Dataset records:
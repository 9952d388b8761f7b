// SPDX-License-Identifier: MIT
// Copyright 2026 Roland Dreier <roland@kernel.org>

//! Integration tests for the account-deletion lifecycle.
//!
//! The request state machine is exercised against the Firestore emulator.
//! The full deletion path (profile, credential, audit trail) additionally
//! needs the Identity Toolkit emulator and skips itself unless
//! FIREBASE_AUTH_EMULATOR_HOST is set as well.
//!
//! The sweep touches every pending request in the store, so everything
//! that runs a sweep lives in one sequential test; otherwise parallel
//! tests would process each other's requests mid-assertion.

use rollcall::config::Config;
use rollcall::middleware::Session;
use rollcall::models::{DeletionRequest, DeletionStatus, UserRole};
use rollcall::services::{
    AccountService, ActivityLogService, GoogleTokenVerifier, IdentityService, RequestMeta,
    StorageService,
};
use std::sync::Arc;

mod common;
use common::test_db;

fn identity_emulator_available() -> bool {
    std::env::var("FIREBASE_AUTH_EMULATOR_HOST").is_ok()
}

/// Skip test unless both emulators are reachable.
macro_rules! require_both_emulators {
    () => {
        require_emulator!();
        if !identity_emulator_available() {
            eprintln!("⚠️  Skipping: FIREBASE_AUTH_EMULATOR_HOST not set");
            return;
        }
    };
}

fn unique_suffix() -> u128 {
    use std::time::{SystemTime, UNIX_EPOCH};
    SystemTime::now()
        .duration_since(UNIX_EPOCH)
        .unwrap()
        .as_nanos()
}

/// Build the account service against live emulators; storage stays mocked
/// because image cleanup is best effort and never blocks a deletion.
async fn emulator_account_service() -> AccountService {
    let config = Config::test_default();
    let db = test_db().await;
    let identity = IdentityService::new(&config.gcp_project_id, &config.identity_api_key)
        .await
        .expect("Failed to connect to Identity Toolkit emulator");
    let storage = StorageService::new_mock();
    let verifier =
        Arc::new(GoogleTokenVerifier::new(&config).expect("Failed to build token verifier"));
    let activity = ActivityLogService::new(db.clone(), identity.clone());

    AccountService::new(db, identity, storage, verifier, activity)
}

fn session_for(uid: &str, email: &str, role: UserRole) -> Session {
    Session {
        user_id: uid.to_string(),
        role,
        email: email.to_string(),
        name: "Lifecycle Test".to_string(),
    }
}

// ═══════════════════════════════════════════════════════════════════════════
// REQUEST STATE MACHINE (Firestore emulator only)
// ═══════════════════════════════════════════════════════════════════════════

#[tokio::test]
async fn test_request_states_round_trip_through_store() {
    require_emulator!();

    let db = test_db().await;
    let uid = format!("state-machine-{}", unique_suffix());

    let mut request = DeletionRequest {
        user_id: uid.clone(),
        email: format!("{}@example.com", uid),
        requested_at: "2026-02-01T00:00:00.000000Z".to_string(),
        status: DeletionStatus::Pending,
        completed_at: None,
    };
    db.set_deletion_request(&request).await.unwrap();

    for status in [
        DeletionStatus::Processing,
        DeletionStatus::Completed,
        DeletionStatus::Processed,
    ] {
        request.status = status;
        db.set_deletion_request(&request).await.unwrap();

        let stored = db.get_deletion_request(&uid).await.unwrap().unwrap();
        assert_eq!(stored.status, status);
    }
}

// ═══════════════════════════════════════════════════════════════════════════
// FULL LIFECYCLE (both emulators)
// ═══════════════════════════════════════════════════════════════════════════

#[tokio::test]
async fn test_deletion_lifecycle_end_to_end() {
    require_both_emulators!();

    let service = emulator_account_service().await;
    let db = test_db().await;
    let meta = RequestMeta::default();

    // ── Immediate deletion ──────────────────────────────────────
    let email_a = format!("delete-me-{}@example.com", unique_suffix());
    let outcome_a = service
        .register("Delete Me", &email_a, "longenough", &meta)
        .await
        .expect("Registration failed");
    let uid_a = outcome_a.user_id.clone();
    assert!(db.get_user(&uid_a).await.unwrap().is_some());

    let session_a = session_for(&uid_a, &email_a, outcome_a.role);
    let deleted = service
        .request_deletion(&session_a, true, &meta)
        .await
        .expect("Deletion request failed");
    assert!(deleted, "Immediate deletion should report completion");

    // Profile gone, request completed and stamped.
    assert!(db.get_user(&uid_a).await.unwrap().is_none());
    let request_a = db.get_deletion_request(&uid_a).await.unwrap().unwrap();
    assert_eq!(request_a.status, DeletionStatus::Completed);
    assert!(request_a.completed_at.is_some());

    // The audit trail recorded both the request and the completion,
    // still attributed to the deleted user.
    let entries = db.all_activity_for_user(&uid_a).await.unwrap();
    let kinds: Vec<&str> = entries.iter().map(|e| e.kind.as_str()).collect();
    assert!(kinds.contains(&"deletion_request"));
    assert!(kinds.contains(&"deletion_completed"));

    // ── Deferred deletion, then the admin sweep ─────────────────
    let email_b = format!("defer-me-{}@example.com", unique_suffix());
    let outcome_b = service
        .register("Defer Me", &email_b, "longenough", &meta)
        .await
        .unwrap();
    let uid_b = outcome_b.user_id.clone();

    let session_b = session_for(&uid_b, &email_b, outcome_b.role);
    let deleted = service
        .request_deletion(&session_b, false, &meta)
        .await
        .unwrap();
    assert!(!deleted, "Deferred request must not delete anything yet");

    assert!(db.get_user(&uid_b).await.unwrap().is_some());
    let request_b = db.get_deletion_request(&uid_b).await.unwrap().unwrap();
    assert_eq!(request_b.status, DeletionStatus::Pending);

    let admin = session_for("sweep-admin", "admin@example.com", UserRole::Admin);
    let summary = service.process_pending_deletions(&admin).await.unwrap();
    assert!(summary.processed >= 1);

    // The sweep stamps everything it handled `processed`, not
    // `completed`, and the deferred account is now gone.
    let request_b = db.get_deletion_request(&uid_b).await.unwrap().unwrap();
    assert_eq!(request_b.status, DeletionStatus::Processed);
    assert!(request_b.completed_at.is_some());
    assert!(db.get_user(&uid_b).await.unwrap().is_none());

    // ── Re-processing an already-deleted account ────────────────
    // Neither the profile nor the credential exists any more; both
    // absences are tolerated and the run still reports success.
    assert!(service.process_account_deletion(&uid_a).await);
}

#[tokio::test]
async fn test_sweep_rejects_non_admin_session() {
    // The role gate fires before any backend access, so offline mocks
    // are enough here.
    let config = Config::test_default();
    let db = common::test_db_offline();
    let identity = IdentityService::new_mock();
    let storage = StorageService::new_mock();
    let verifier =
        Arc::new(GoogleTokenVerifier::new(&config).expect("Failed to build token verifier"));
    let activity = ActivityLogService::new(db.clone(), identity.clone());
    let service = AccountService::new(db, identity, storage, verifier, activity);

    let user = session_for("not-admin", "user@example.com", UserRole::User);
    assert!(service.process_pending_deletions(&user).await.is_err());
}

#### [PROMPT]
Match on "unless" and copy out every line of the entries that contains it.

#### [RESULT OF THIS TASK]
//! needs the Identity Toolkit emulator and skips itself unless
/// Skip test unless both emulators are reachable.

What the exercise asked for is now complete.